In poche parole: Orlando è uno dei romanzi più famosi e meno frequentati di Virginia Woolf, almeno in Italia. 
Difficile è dare conto anche solo sommariamente della trama del libro: protagonista della vicenda narrata è Orlando, un cavaliere che attraversa tre secoli di storia inglese, dall'età elisabettiana fino al 1928, affrontando vari amori - con uomini e con donne - un cambio di sesso, una disastrosa bancarotta, viaggi, guerre, matrimoni.

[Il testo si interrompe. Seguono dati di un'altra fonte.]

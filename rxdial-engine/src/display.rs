//! Display-side models fed from spectrum frames.

use std::collections::VecDeque;

use rxdial_messages::{Decibels, ReceiverSettings};

/// Linear map of `x` from `[xa, xb]` onto `[ya, yb]`.
fn interpolate(x: f32, xa: f32, xb: f32, ya: f32, yb: f32) -> f32 {
    (x - xa) * (yb - ya) / (xb - xa) + ya
}

/// Scrolling spectrogram history, newest line first.
///
/// Each stored line holds one palette index (0..=255) per bin.
pub struct Waterfall {
    lines: VecDeque<Vec<u8>>,
    max_lines: usize,
    bias: f32,
    db_lo: f32,
    db_hi: f32,
    /// All-time extremes of the inserted data.
    min_db: Option<Decibels>,
    max_db: Option<Decibels>,
}

impl Waterfall {
    pub fn new(max_lines: usize, settings: &ReceiverSettings) -> Self {
        Self {
            lines: VecDeque::with_capacity(max_lines),
            max_lines: max_lines.max(1),
            bias: settings.waterfall_bias,
            db_lo: settings.db_scale_lo,
            db_hi: settings.db_scale_hi,
            min_db: None,
            max_db: None,
        }
    }

    pub fn color_index(&self, db: f32) -> u8 {
        let index = interpolate(db * 4.0 + self.bias, self.db_lo, self.db_hi, 0.0, 255.0);
        index.clamp(0.0, 255.0) as u8
    }

    pub fn insert_spectrum_line(&mut self, data: &[f32]) {
        if data.is_empty() {
            return;
        }
        self.update_min_max(data);
        let line = data.iter().map(|&db| self.color_index(db)).collect();
        self.lines.push_front(line);
        self.lines.truncate(self.max_lines);
    }

    fn update_min_max(&mut self, data: &[f32]) {
        let (lo, hi) = data
            .iter()
            .fold((f32::INFINITY, f32::NEG_INFINITY), |(lo, hi), &v| (lo.min(v), hi.max(v)));
        let min = self.min_db.get_or_insert(Decibels(lo));
        if lo < min.0 {
            *min = Decibels(lo);
        }
        let max = self.max_db.get_or_insert(Decibels(hi));
        if hi > max.0 {
            *max = Decibels(hi);
        }
    }

    /// Mouse-wheel style brightness change.
    pub fn adjust_bias(&mut self, step: f32) {
        self.bias += step;
    }

    pub fn lines(&self) -> impl Iterator<Item = &[u8]> {
        self.lines.iter().map(Vec::as_slice)
    }

    pub fn len(&self) -> usize {
        self.lines.len()
    }

    pub fn is_empty(&self) -> bool {
        self.lines.is_empty()
    }

    pub fn db_range(&self) -> Option<(Decibels, Decibels)> {
        Some((self.min_db?, self.max_db?))
    }

    /// Newest line squeezed to `width` characters, brightest bin per column.
    pub fn text_row(&self, width: usize) -> Option<String> {
        const SHADES: &[u8] = b" .:-=+*#%@";
        let line = self.lines.front()?;
        let width = width.clamp(1, line.len());
        let row = (0..width)
            .map(|col| {
                let start = col * line.len() / width;
                let end = ((col + 1) * line.len() / width).max(start + 1);
                let peak = line[start..end].iter().copied().max().unwrap_or(0);
                SHADES[usize::from(peak) * (SHADES.len() - 1) / 255] as char
            })
            .collect();
        Some(row)
    }
}

/// Smoothed level of the bin under the tuning cursor.
#[derive(Debug, Clone, Copy)]
pub struct SignalMeter {
    level: f32,
    smoothing: f32,
}

impl Default for SignalMeter {
    fn default() -> Self {
        Self::new(0.2)
    }
}

impl SignalMeter {
    pub fn new(smoothing: f32) -> Self {
        Self {
            level: 0.0,
            smoothing,
        }
    }

    /// Feed the displayed span; the centre bin is the tuned frequency.
    pub fn update(&mut self, span: &[f32]) -> Decibels {
        if let Some(&v) = span.get(span.len() / 2) {
            self.level += (v - self.level) * self.smoothing;
        }
        self.level()
    }

    pub fn level(&self) -> Decibels {
        Decibels(self.level)
    }
}
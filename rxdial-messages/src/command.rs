use crate::{AgcMode, Hertz, ReceiverSettings, TunerState};

/// Commands sent from the controlling front end to the engine.
#[derive(Debug, Clone)]
pub enum Command {
    /// Probe the device, build the graph for this state and start receiving.
    Start {
        tuner: TunerState,
        settings: ReceiverSettings,
    },
    /// Tear down and rebuild the graph after a mode, rate, bandwidth or offset change.
    Reconfigure {
        tuner: TunerState,
        settings: ReceiverSettings,
    },
    /// Frequency-only change; the graph topology is kept.
    Retune(TunerState),
    SetGain { stage: String, value: f64 },
    SetAntenna(String),
    SetBandwidth(Hertz),
    SetAgc(AgcMode),
    SetDcOffset(bool),
    SetIqBalance(bool),
    /// Audio gain control position, 0..=1.
    SetAfGain(f32),
    /// Squelch threshold in dB.
    SetSquelch(f32),
    /// Stop receiving. The engine keeps running and accepts a new `Start`.
    Stop,
    /// Stop receiving and terminate the engine loop.
    Shutdown,
}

Di tutte le interpretazioni che sono state date di quest'opera narrativa, la più convincente mi pare quella che vede in Orlando un'allegoria, rappresentata con ludica e scanzonata efficacia, di ogni avventura letteraria individuale: quale altra arte, infatti, può consentire al singolo fruitore di percorrere vari secoli, di sperimentare un cambio di sesso, di incontrare le persone più fuori dal comune e di vivere con esse le situazioni più inusitate rimanendo seduto nella poltrona di casa propria?